## Data section

__________________________________________________

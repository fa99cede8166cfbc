//! Installment bookkeeping and EMI dates.

use chrono::{DateTime, Datelike, Months, NaiveDate, NaiveTime, TimeZone, Utc};
use rust_decimal::Decimal;
use serde::Serialize;

use super::error::LoanError;
use super::types::LoanStatus;
use crate::numbering::{random_digits, trailing_digits};

/// Repayment counters of a disbursed loan.
#[derive(Debug, Clone, Copy, PartialEq, Eq, Serialize)]
pub struct LoanProgress {
    /// Monthly installment.
    pub emi: Decimal,
    /// Amount still owed.
    pub outstanding: Decimal,
    /// Amount repaid so far.
    pub paid: Decimal,
    /// Installments left.
    pub remaining_emis: u32,
    /// Status.
    pub status: LoanStatus,
    /// Date the next EMI falls due.
    pub next_emi_date: Option<NaiveDate>,
}

/// Result of collecting one installment.
#[derive(Debug, Clone, Copy, PartialEq, Eq, Serialize)]
pub struct Installment {
    /// Amount debited from the account.
    pub amount: Decimal,
    /// Loan counters after the installment.
    pub progress: LoanProgress,
}

impl LoanProgress {
    /// Collects one installment.
    ///
    /// The amount is `min(emi, outstanding)`, and the final installment takes the
    /// exact outstanding balance. After the last installment the loan is `paid`
    /// with no next date; otherwise it is `active` (an overdue loan returns to
    /// active) and the next date moves one month on.
    ///
    /// # Errors
    ///
    /// Returns `LoanError::NotRepayable` for loans that are not active or overdue.
    pub fn apply_installment(&self) -> Result<Installment, LoanError> {
        if !self.status.is_repayable() || self.remaining_emis == 0 {
            return Err(LoanError::NotRepayable(self.status));
        }

        let amount = if self.remaining_emis == 1 {
            self.outstanding
        } else {
            self.emi.min(self.outstanding)
        };
        let outstanding = self.outstanding - amount;
        let remaining_emis = self.remaining_emis - 1;

        let progress = if remaining_emis == 0 || outstanding.is_zero() {
            Self {
                outstanding: Decimal::ZERO,
                paid: self.paid + amount,
                remaining_emis: 0,
                status: self.status.transition_to(LoanStatus::Paid)?,
                next_emi_date: None,
                ..*self
            }
        } else {
            let next = match self.next_emi_date {
                Some(current) => Some(next_emi_date(current)?),
                None => None,
            };
            Self {
                outstanding,
                paid: self.paid + amount,
                remaining_emis,
                status: LoanStatus::Active,
                next_emi_date: next,
                ..*self
            }
        };

        Ok(Installment { amount, progress })
    }

    /// Marks the loan overdue after a failed collection. Overdue stays overdue.
    ///
    /// # Errors
    ///
    /// Returns `LoanError::NotRepayable` for loans that are not active or overdue.
    pub fn mark_overdue(&self) -> Result<Self, LoanError> {
        match self.status {
            LoanStatus::Active | LoanStatus::Overdue => Ok(Self {
                status: LoanStatus::Overdue,
                ..*self
            }),
            other => Err(LoanError::NotRepayable(other)),
        }
    }

    /// Rolls back a collected installment of `amount` (EMI reversal).
    ///
    /// A paid loan becomes active again and gets a next EMI date on the 1st of
    /// the month after `today`. Overdue loans stay overdue.
    ///
    /// # Errors
    ///
    /// Returns `LoanError::NotRepayable` for requested or rejected loans.
    pub fn revert_installment(&self, amount: Decimal, today: NaiveDate) -> Result<Self, LoanError> {
        let status = match self.status {
            LoanStatus::Paid | LoanStatus::Active => LoanStatus::Active,
            LoanStatus::Overdue => LoanStatus::Overdue,
            other => return Err(LoanError::NotRepayable(other)),
        };
        let next_emi_date = match self.next_emi_date {
            Some(date) => Some(date),
            None => Some(first_emi_date(today)?),
        };

        Ok(Self {
            outstanding: self.outstanding + amount,
            paid: (self.paid - amount).max(Decimal::ZERO),
            remaining_emis: self.remaining_emis + 1,
            status,
            next_emi_date,
            ..*self
        })
    }
}

/// First EMI date: the 1st of the month after approval.
///
/// # Errors
///
/// Returns `LoanError::DateOutOfRange` past chrono's calendar range.
pub fn first_emi_date(approved_on: NaiveDate) -> Result<NaiveDate, LoanError> {
    approved_on
        .with_day(1)
        .and_then(|d| d.checked_add_months(Months::new(1)))
        .ok_or(LoanError::DateOutOfRange)
}

/// The EMI date one month after `current`.
///
/// # Errors
///
/// Returns `LoanError::DateOutOfRange` past chrono's calendar range.
pub fn next_emi_date(current: NaiveDate) -> Result<NaiveDate, LoanError> {
    current
        .checked_add_months(Months::new(1))
        .ok_or(LoanError::DateOutOfRange)
}

/// True when an EMI should be collected on `today`.
#[must_use]
pub fn is_emi_due(status: LoanStatus, next_emi_date: Option<NaiveDate>, today: NaiveDate) -> bool {
    status.is_repayable() && next_emi_date.is_some_and(|next| today >= next)
}

/// Next run of the monthly EMI job: the 1st of a month at `hour`:00 UTC,
/// strictly after `now`.
///
/// # Errors
///
/// Returns `LoanError::DateOutOfRange` for hours above 23 or dates past
/// chrono's calendar range.
pub fn next_monthly_run(now: DateTime<Utc>, hour: u32) -> Result<DateTime<Utc>, LoanError> {
    let time = NaiveTime::from_hms_opt(hour, 0, 0).ok_or(LoanError::DateOutOfRange)?;
    let this_month = now
        .date_naive()
        .with_day(1)
        .ok_or(LoanError::DateOutOfRange)?;

    let candidate = Utc.from_utc_datetime(&this_month.and_time(time));
    if candidate > now {
        return Ok(candidate);
    }
    let next_month = first_emi_date(this_month)?;
    Ok(Utc.from_utc_datetime(&next_month.and_time(time)))
}

/// Generates a loan number: `LOAN`, the last 10 digits of the millisecond
/// timestamp, then 3 random digits.
#[must_use]
pub fn generate_loan_number(now: DateTime<Utc>) -> String {
    format!(
        "LOAN{}{}",
        trailing_digits(now.timestamp_millis(), 10),
        random_digits(3)
    )
}

#[cfg(test)]
mod tests {
    use rust_decimal_macros::dec;

    use super::*;

    fn date(y: i32, m: u32, d: u32) -> NaiveDate {
        NaiveDate::from_ymd_opt(y, m, d).unwrap()
    }

    fn progress(remaining: u32, outstanding: Decimal) -> LoanProgress {
        LoanProgress {
            emi: dec!(888.49),
            outstanding,
            paid: Decimal::ZERO,
            remaining_emis: remaining,
            status: LoanStatus::Active,
            next_emi_date: Some(date(2025, 2, 1)),
        }
    }

    #[test]
    fn test_regular_installment() {
        let step = progress(12, dec!(10661.88)).apply_installment().unwrap();

        assert_eq!(step.amount, dec!(888.49));
        assert_eq!(step.progress.outstanding, dec!(9773.39));
        assert_eq!(step.progress.paid, dec!(888.49));
        assert_eq!(step.progress.remaining_emis, 11);
        assert_eq!(step.progress.status, LoanStatus::Active);
        assert_eq!(step.progress.next_emi_date, Some(date(2025, 3, 1)));
    }

    #[test]
    fn test_final_installment_takes_exact_outstanding() {
        let step = progress(1, dec!(888.47)).apply_installment().unwrap();

        assert_eq!(step.amount, dec!(888.47));
        assert_eq!(step.progress.outstanding, Decimal::ZERO);
        assert_eq!(step.progress.status, LoanStatus::Paid);
        assert_eq!(step.progress.next_emi_date, None);
    }

    #[test]
    fn test_full_repayment_reaches_zero() {
        let mut p = progress(12, dec!(10661.88));
        let mut total = Decimal::ZERO;
        while p.status != LoanStatus::Paid {
            let step = p.apply_installment().unwrap();
            assert!(step.progress.outstanding < p.outstanding);
            total += step.amount;
            p = step.progress;
        }
        assert_eq!(total, dec!(10661.88));
        assert_eq!(p.remaining_emis, 0);
        assert!(p.apply_installment().is_err());
    }

    #[test]
    fn test_overdue_returns_to_active_after_payment() {
        let p = progress(6, dec!(5330.94)).mark_overdue().unwrap();
        assert_eq!(p.status, LoanStatus::Overdue);

        let step = p.apply_installment().unwrap();
        assert_eq!(step.progress.status, LoanStatus::Active);
    }

    #[test]
    fn test_revert_installment_reopens_paid_loan() {
        let paid = progress(1, dec!(888.49)).apply_installment().unwrap().progress;
        let reopened = paid.revert_installment(dec!(888.49), date(2025, 6, 10)).unwrap();

        assert_eq!(reopened.status, LoanStatus::Active);
        assert_eq!(reopened.outstanding, dec!(888.49));
        assert_eq!(reopened.paid, Decimal::ZERO);
        assert_eq!(reopened.remaining_emis, 1);
        assert_eq!(reopened.next_emi_date, Some(date(2025, 7, 1)));
    }

    #[test]
    fn test_emi_dates() {
        assert_eq!(first_emi_date(date(2025, 1, 31)).unwrap(), date(2025, 2, 1));
        assert_eq!(first_emi_date(date(2025, 12, 15)).unwrap(), date(2026, 1, 1));
        assert_eq!(next_emi_date(date(2025, 2, 1)).unwrap(), date(2025, 3, 1));
    }

    #[test]
    fn test_is_emi_due() {
        let next = Some(date(2025, 3, 1));
        assert!(is_emi_due(LoanStatus::Active, next, date(2025, 3, 1)));
        assert!(is_emi_due(LoanStatus::Overdue, next, date(2025, 4, 1)));
        assert!(!is_emi_due(LoanStatus::Active, next, date(2025, 2, 28)));
        assert!(!is_emi_due(LoanStatus::Paid, next, date(2025, 3, 1)));
        assert!(!is_emi_due(LoanStatus::Active, None, date(2025, 3, 1)));
    }

    #[test]
    fn test_next_monthly_run() {
        let now = Utc.with_ymd_and_hms(2025, 3, 15, 10, 0, 0).unwrap();
        assert_eq!(
            next_monthly_run(now, 0).unwrap(),
            Utc.with_ymd_and_hms(2025, 4, 1, 0, 0, 0).unwrap()
        );

        let early = Utc.with_ymd_and_hms(2025, 3, 1, 0, 30, 0).unwrap();
        assert_eq!(
            next_monthly_run(early, 2).unwrap(),
            Utc.with_ymd_and_hms(2025, 3, 1, 2, 0, 0).unwrap()
        );

        let exactly = Utc.with_ymd_and_hms(2025, 12, 1, 0, 0, 0).unwrap();
        assert_eq!(
            next_monthly_run(exactly, 0).unwrap(),
            Utc.with_ymd_and_hms(2026, 1, 1, 0, 0, 0).unwrap()
        );

        assert!(next_monthly_run(now, 24).is_err());
    }

    #[test]
    fn test_loan_number_format() {
        let now = DateTime::from_timestamp_millis(1_736_000_123_456).unwrap();
        let number = generate_loan_number(now);
        assert!(number.starts_with("LOAN6000123456"));
        assert_eq!(number.len(), 4 + 10 + 3);
    }
}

__________________________________________________

## Brief
Return only the part of the records above that opens with the line containing "assert_eq!(step.progress.paid, dec!(888.49));" and closes with the line containing "date(2026, 1, 1));", ends included.

## Task answer
        assert_eq!(step.progress.paid, dec!(888.49));
        assert_eq!(step.progress.remaining_emis, 11);
        assert_eq!(step.progress.status, LoanStatus::Active);
        assert_eq!(step.progress.next_emi_date, Some(date(2025, 3, 1)));
    }

    #[test]
    fn test_final_installment_takes_exact_outstanding() {
        let step = progress(1, dec!(888.47)).apply_installment().unwrap();

        assert_eq!(step.amount, dec!(888.47));
        assert_eq!(step.progress.outstanding, Decimal::ZERO);
        assert_eq!(step.progress.status, LoanStatus::Paid);
        assert_eq!(step.progress.next_emi_date, None);
    }

    #[test]
    fn test_full_repayment_reaches_zero() {
        let mut p = progress(12, dec!(10661.88));
        let mut total = Decimal::ZERO;
        while p.status != LoanStatus::Paid {
            let step = p.apply_installment().unwrap();
            assert!(step.progress.outstanding < p.outstanding);
            total += step.amount;
            p = step.progress;
        }
        assert_eq!(total, dec!(10661.88));
        assert_eq!(p.remaining_emis, 0);
        assert!(p.apply_installment().is_err());
    }

    #[test]
    fn test_overdue_returns_to_active_after_payment() {
        let p = progress(6, dec!(5330.94)).mark_overdue().unwrap();
        assert_eq!(p.status, LoanStatus::Overdue);

        let step = p.apply_installment().unwrap();
        assert_eq!(step.progress.status, LoanStatus::Active);
    }

    #[test]
    fn test_revert_installment_reopens_paid_loan() {
        let paid = progress(1, dec!(888.49)).apply_installment().unwrap().progress;
        let reopened = paid.revert_installment(dec!(888.49), date(2025, 6, 10)).unwrap();

        assert_eq!(reopened.status, LoanStatus::Active);
        assert_eq!(reopened.outstanding, dec!(888.49));
        assert_eq!(reopened.paid, Decimal::ZERO);
        assert_eq!(reopened.remaining_emis, 1);
        assert_eq!(reopened.next_emi_date, Some(date(2025, 7, 1)));
    }

    #[test]
    fn test_emi_dates() {
        assert_eq!(first_emi_date(date(2025, 1, 31)).unwrap(), date(2025, 2, 1));
        assert_eq!(first_emi_date(date(2025, 12, 15)).unwrap(), date(2026, 1, 1));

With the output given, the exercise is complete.